» **EXERCISE DETAILS**:
Of all the lines in the material, how many carry the string "goal"? Respond with the number by itself.
◇ ◇ ◇ ◇
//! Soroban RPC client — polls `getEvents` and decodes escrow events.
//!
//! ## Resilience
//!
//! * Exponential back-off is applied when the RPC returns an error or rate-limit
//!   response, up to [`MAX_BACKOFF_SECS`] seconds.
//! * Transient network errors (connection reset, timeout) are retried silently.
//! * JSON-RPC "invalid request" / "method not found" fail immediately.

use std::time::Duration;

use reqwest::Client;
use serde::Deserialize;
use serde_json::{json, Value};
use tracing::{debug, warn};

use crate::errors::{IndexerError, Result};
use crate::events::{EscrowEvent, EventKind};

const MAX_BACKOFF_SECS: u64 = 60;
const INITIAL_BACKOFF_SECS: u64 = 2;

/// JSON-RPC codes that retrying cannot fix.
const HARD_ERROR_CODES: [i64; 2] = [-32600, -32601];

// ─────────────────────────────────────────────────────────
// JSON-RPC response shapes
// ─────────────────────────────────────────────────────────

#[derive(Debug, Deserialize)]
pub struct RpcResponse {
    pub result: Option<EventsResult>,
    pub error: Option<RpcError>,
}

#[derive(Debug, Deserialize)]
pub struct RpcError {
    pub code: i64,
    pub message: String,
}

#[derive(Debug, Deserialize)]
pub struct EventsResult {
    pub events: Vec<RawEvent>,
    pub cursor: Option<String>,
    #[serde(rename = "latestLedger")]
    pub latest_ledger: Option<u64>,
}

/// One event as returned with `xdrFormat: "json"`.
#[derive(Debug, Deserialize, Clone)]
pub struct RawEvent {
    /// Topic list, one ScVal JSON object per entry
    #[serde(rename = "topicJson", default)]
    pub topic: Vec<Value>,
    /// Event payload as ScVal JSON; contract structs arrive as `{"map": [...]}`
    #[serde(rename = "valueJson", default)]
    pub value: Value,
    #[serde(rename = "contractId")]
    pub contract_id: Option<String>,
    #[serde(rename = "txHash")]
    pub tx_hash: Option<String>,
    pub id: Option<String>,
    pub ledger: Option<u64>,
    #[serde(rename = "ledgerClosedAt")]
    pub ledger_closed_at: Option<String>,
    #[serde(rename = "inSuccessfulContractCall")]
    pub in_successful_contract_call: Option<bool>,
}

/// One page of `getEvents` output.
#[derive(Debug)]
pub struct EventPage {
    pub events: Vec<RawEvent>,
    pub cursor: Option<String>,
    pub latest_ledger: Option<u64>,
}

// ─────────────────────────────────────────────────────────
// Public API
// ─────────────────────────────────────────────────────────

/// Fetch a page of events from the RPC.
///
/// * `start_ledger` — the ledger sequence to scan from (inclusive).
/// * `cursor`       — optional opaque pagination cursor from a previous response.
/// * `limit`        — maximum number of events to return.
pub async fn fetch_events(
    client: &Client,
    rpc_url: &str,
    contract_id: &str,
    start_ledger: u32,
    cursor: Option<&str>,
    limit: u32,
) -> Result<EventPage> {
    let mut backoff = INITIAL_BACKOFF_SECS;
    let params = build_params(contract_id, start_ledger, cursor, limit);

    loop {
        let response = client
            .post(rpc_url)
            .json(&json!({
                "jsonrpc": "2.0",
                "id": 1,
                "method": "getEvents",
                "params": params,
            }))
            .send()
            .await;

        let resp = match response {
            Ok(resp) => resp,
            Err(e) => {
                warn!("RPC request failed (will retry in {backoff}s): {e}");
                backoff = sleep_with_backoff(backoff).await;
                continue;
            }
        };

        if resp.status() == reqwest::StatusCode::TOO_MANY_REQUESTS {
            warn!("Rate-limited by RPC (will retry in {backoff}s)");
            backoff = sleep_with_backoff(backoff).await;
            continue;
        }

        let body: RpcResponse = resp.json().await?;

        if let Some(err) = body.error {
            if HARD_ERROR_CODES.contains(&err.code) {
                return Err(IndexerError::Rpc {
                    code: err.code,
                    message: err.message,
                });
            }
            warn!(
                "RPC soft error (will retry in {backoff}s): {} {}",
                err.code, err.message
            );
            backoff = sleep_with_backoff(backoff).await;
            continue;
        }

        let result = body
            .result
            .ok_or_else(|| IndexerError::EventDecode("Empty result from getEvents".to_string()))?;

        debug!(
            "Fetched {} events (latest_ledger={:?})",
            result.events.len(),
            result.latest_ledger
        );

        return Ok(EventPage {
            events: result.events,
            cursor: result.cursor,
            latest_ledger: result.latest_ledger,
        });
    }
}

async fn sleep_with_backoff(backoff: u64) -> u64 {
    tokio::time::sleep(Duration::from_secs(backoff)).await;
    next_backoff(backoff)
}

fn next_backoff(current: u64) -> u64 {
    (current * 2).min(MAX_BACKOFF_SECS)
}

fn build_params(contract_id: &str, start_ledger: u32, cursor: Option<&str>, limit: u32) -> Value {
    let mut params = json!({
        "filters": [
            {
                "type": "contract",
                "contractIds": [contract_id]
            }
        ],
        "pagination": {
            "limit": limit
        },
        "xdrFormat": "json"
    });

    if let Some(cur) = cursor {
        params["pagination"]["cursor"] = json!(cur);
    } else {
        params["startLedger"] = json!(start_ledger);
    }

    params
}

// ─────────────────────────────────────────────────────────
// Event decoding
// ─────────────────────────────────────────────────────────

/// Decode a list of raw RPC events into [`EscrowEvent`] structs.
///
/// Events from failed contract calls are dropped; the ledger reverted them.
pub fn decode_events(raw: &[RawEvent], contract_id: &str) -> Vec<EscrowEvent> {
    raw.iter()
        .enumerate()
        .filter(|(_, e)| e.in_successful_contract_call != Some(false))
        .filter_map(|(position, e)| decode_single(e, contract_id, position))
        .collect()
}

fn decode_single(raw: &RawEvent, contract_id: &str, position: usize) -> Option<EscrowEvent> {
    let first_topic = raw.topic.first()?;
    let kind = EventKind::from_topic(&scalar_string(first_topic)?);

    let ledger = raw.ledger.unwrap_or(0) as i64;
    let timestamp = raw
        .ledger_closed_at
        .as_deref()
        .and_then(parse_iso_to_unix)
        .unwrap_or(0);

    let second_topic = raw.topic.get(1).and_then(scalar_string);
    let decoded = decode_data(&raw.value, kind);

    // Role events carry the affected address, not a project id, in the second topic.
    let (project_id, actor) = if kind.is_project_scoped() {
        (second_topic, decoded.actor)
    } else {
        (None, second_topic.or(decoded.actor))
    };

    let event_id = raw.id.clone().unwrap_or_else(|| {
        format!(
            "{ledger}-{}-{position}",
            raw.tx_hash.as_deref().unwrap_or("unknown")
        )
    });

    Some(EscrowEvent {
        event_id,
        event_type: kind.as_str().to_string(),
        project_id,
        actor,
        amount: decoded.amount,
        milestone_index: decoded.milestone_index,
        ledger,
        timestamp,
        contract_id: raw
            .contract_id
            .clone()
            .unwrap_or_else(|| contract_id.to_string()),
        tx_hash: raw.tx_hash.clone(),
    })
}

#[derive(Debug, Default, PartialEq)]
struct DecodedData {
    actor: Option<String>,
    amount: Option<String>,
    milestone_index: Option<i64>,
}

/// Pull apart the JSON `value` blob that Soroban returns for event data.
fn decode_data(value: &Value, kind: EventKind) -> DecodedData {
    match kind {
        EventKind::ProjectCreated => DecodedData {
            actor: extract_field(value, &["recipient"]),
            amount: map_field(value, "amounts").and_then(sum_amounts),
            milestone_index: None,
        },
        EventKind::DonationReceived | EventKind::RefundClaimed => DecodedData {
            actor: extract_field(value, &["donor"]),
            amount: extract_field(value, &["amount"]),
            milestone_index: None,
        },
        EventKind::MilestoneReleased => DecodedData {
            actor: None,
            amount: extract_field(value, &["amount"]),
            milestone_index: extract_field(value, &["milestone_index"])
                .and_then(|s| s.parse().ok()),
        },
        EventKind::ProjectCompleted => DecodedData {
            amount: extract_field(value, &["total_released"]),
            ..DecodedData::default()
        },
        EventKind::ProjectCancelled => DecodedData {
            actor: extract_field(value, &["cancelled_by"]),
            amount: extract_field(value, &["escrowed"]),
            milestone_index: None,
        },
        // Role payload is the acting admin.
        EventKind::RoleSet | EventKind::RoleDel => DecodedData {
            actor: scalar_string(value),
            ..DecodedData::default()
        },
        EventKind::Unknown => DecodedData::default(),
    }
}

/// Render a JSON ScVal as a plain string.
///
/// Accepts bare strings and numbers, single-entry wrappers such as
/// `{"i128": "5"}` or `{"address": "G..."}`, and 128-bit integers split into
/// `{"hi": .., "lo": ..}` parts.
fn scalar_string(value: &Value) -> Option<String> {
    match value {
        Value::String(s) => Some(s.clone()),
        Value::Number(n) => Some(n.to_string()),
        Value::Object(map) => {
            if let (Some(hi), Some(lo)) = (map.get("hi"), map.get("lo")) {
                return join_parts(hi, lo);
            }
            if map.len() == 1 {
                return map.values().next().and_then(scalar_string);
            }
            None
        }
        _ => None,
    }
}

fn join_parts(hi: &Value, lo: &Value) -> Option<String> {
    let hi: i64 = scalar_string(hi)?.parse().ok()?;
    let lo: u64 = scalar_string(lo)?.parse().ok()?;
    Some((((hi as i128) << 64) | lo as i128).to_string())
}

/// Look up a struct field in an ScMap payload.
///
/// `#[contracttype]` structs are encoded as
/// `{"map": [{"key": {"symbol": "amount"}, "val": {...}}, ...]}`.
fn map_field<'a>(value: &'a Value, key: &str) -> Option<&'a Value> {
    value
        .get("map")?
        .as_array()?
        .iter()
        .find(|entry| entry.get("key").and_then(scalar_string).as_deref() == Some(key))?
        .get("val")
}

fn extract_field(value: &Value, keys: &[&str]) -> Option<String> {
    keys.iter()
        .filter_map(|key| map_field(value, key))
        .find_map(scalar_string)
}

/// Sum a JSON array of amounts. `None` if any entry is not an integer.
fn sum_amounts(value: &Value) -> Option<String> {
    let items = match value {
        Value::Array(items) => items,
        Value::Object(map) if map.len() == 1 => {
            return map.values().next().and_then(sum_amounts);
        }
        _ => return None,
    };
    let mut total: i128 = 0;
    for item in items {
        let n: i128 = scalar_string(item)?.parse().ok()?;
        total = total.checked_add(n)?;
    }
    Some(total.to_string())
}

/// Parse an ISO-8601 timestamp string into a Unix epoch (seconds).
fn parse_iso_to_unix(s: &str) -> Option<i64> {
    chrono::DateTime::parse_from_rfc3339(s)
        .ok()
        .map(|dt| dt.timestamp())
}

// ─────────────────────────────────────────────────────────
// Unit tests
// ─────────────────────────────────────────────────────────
◇ ◇ ◇ ◇
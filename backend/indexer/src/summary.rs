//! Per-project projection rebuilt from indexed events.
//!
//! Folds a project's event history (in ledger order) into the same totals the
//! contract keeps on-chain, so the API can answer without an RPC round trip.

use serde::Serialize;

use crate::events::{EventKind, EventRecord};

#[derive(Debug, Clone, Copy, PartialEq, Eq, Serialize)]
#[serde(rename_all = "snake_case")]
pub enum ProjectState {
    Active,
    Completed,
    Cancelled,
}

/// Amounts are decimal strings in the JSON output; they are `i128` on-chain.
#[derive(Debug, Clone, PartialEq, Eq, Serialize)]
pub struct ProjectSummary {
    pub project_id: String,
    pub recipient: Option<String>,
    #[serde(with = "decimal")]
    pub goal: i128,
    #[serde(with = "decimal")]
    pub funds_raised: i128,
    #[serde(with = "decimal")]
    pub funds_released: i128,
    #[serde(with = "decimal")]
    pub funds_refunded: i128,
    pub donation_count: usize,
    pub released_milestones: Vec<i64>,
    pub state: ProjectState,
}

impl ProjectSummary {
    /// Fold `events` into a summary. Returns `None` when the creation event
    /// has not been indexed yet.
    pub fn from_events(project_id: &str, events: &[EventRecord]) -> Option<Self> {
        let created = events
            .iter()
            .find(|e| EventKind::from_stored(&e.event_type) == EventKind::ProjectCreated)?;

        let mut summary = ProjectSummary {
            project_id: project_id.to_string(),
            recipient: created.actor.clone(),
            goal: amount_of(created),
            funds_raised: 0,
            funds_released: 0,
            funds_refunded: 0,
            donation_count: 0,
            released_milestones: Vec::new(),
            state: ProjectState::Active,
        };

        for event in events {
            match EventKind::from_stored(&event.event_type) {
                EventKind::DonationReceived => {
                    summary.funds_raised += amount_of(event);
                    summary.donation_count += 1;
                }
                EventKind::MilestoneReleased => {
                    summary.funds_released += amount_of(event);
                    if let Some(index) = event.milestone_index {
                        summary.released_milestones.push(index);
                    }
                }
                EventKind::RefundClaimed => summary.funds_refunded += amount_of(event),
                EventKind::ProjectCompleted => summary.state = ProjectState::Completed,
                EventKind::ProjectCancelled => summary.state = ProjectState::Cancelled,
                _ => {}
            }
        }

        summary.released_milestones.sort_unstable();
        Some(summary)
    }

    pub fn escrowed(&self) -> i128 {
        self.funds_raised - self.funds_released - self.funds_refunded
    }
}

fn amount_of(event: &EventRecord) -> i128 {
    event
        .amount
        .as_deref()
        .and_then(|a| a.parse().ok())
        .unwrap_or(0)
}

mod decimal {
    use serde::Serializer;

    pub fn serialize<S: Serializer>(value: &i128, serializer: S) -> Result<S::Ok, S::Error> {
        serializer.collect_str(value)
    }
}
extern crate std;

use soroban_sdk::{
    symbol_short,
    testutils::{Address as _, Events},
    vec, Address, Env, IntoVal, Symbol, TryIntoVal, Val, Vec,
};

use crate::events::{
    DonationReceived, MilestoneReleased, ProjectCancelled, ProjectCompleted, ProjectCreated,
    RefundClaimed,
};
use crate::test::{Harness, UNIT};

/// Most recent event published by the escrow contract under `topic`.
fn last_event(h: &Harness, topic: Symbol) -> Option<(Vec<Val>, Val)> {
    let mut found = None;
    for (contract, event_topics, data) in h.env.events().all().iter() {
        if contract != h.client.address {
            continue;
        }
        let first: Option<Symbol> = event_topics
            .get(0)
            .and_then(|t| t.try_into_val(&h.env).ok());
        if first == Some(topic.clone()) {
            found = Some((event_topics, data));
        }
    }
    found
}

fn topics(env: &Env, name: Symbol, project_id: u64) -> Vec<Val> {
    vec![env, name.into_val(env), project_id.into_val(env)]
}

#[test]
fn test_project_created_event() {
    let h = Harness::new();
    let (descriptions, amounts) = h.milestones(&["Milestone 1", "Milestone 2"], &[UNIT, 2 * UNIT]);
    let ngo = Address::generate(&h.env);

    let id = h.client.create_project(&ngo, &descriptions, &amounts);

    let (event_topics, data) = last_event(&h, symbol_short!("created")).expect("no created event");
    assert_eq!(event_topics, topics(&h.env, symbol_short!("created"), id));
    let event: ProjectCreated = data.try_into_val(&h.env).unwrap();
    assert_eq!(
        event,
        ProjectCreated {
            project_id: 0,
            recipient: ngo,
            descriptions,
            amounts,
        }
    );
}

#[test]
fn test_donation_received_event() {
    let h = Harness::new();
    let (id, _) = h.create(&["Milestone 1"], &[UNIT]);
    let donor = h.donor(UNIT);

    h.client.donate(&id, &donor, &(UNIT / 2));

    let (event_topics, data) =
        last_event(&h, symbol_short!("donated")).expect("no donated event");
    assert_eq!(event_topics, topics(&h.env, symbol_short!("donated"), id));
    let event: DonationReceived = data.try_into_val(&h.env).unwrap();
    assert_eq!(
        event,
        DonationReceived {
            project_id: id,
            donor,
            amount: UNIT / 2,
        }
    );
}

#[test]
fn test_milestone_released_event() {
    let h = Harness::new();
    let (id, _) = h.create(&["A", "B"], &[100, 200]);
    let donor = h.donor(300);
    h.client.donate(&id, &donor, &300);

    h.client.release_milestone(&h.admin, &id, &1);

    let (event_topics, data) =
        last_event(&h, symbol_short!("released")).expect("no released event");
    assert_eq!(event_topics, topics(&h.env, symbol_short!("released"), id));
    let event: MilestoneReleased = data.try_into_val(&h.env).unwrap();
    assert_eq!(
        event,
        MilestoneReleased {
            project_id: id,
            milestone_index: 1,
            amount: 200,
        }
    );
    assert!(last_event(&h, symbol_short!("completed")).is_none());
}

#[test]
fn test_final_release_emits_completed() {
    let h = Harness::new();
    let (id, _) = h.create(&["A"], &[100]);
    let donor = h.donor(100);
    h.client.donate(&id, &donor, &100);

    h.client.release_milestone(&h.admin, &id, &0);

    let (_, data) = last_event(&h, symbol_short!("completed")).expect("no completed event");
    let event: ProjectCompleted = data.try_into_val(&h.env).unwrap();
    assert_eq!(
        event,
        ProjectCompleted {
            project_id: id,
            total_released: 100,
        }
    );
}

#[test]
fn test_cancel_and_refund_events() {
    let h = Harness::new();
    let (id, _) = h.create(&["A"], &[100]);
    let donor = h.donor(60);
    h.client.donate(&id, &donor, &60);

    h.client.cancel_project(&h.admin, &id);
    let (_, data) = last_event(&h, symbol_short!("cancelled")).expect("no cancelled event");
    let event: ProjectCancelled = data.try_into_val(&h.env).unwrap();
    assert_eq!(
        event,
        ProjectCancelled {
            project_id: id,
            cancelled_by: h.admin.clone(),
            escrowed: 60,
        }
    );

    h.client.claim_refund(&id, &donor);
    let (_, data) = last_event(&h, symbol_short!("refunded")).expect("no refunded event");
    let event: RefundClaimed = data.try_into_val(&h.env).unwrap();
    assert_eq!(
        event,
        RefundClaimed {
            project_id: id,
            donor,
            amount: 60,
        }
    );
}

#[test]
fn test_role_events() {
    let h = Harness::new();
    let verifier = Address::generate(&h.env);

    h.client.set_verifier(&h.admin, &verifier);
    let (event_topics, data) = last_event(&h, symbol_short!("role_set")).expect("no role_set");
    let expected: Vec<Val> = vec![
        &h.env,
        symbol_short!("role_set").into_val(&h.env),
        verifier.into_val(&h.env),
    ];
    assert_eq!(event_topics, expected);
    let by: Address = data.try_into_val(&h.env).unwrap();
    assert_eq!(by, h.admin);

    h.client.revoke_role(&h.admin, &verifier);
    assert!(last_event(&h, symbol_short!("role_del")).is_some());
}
◇ ◇ ◇ ◇
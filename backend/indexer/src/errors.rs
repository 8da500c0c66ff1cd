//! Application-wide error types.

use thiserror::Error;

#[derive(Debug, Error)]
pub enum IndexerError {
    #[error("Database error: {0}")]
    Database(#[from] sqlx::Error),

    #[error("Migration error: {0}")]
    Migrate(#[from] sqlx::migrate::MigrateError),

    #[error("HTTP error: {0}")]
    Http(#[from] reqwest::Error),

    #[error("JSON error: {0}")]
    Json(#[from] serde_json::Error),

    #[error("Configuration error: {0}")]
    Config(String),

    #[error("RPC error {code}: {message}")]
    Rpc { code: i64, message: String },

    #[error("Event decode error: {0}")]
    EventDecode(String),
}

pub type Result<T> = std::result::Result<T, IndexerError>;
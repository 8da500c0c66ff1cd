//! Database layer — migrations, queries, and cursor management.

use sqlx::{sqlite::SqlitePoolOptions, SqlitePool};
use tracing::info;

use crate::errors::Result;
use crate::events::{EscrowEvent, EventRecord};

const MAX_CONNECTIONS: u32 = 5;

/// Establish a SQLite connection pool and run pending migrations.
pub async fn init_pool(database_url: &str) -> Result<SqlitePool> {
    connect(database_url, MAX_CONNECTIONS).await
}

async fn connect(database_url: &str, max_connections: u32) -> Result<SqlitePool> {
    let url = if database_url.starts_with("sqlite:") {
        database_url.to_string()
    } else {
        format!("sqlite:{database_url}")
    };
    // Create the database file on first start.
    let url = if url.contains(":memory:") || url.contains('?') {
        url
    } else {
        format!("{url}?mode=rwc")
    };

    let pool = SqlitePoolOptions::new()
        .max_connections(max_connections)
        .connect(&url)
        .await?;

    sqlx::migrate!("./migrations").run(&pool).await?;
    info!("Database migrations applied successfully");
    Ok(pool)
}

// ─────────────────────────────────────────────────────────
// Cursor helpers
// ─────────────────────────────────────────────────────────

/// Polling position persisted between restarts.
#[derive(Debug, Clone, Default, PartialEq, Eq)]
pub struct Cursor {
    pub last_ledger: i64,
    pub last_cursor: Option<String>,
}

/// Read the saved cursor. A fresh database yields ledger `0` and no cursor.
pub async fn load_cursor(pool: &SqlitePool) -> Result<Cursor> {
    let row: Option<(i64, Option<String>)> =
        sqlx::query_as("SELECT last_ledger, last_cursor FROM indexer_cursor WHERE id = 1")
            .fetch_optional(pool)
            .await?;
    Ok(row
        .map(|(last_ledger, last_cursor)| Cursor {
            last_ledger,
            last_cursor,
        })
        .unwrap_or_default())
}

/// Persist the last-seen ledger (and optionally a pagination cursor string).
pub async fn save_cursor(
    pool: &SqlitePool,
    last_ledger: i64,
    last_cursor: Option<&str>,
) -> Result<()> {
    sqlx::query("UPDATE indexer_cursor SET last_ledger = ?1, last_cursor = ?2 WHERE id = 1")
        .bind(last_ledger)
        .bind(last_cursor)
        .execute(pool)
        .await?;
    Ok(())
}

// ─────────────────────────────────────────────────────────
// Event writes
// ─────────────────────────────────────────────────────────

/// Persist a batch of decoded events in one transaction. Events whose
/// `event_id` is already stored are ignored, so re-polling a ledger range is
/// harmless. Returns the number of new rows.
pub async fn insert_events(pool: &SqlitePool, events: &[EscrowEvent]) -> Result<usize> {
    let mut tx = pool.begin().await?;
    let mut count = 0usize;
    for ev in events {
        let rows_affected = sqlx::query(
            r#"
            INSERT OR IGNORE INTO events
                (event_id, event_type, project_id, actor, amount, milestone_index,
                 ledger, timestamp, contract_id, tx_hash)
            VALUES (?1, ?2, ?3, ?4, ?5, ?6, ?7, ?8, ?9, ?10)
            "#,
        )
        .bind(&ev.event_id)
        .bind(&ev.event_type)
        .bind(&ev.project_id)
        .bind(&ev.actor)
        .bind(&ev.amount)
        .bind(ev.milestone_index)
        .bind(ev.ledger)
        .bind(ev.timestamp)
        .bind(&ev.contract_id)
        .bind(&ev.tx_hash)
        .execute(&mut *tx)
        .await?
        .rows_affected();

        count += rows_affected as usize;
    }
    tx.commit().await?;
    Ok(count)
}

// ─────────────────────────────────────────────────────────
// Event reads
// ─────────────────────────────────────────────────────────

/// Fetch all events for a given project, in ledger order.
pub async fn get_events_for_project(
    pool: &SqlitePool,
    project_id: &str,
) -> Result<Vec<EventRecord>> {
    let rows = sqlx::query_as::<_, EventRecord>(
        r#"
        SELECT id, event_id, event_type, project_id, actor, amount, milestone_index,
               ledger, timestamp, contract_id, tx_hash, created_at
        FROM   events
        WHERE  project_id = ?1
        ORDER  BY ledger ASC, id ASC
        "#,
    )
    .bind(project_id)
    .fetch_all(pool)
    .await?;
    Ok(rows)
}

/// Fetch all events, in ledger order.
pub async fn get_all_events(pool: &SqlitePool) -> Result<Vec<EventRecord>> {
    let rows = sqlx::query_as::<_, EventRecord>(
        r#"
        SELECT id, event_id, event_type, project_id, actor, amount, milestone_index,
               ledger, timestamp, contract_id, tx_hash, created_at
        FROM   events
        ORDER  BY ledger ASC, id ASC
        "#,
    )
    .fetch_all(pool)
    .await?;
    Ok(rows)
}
◇ ◇ ◇ ◇
» **ANSWER TO THIS EXERCISE**:
2